Aliados de Flávio Bolsonaro apostam na Copa para esfriar crise
Ton Molina/Agência Senado
Uma das apostas da campanha de Flávio Bolsonaro para conter os efeitos da crise instaurada depois da divulgação do áudio no qual o senador pede dinheiro ao banqueiro Daniel Vorcaro é a Copa do Mundo. Aliados do senador avaliam que o torneio deve desviar a atenção do eleitorado nos próximos meses, reduzindo o espaço da política no debate público.
A leitura no entorno de Flávio é que, além do impacto no acompanhamento do noticiário político, o próprio Congresso tende a esvaziar com a combinação de festas juninas, Copa e eleições, diminuindo as oportunidades para a oposição explorar o caso.
A campanha de Flávio vende como “copo meio cheio” da crise uma avaliação de que é mais vantajoso enfrentar o desgaste agora, a pouco mais de três meses do pleito, do que perto da reta final da eleição.

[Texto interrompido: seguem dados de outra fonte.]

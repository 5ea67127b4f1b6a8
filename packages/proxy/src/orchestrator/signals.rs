// packages/proxy/src/orchestrator/signals.rs
//! OS signal listeners
//!
//! Every delivery of SIGINT (Ctrl-C), SIGTERM or SIGHUP becomes a
//! `ShutdownRequested` event. Repeated deliveries are forwarded as well; the
//! shutdown coordinator ignores them once a drain is running.

use crate::orchestrator::events::{EventSender, ProxyEvent, ShutdownReason};
use tokio::task::JoinHandle;
use tokio_util::sync::CancellationToken;
use tracing::{debug, info, warn};

#[cfg(unix)]
type SignalStream = Option<tokio::signal::unix::Signal>;

#[cfg(not(unix))]
type SignalStream = ();

#[cfg(unix)]
fn install(kind: tokio::signal::unix::SignalKind, name: &str) -> SignalStream {
    tokio::signal::unix::signal(kind)
        .map_err(|e| warn!("Failed to install {} handler: {}", name, e))
        .ok()
}

/// Wait for the next delivery; never resolves if the stream is unavailable
#[cfg(unix)]
async fn next_delivery(stream: &mut SignalStream) {
    if let Some(stream) = stream.as_mut() {
        if stream.recv().await.is_some() {
            return;
        }
    }
    std::future::pending::<()>().await;
}

#[cfg(not(unix))]
async fn next_delivery(_stream: &mut SignalStream) {
    std::future::pending::<()>().await;
}

/// Forward shutdown signals to the orchestrator until `cancel` fires
pub fn spawn_signal_listener(events: EventSender, cancel: CancellationToken) -> JoinHandle<()> {
    tokio::spawn(async move {
        #[cfg(unix)]
        let (mut term, mut hup) = {
            use tokio::signal::unix::SignalKind;
            (
                install(SignalKind::terminate(), "SIGTERM"),
                install(SignalKind::hangup(), "SIGHUP"),
            )
        };
        #[cfg(not(unix))]
        let (mut term, mut hup): (SignalStream, SignalStream) = ((), ());

        loop {
            let reason = tokio::select! {
                _ = cancel.cancelled() => break,
                result = tokio::signal::ctrl_c() => match result {
                    Ok(()) => ShutdownReason::Interrupt,
                    Err(e) => {
                        warn!("Failed to listen for Ctrl-C: {}", e);
                        break;
                    }
                },
                _ = next_delivery(&mut term) => ShutdownReason::Terminate,
                _ = next_delivery(&mut hup) => ShutdownReason::Hangup,
            };

            info!("Received {}", reason);
            if events.send(ProxyEvent::ShutdownRequested(reason)).is_err() {
                break;
            }
        }

        debug!("Signal listener stopped");
    })
}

A aposta é na suposta memória curta do eleitor.
O entorno de Flávio sustenta que ele seguirá como candidato do PL e que não há plano B.
Ontem, em mais um desdobramento do episódio Flávio-Vorcaro, foi anunciada a saída do marqueteiro Marcello Lopes, amigo do senador, da campanha. A condução da reação ao caso vinha sendo criticada internamente.
Nos próximos dias, a intenção é ampliar a equipe de comunicação e contratar um especialista em gestão de crise, segundo aliados.
Na articulação política, o clima entre aliados do senador é de desconfiança. Eles admitem que o fato de Flávio não ter se antecipado e contado sobre a relação com Vorcaro deixou as lideranças que o apoiam “vendidas”. “Não dá para ter uma novidade a cada cinco minutos”, diz uma fonte da campanha.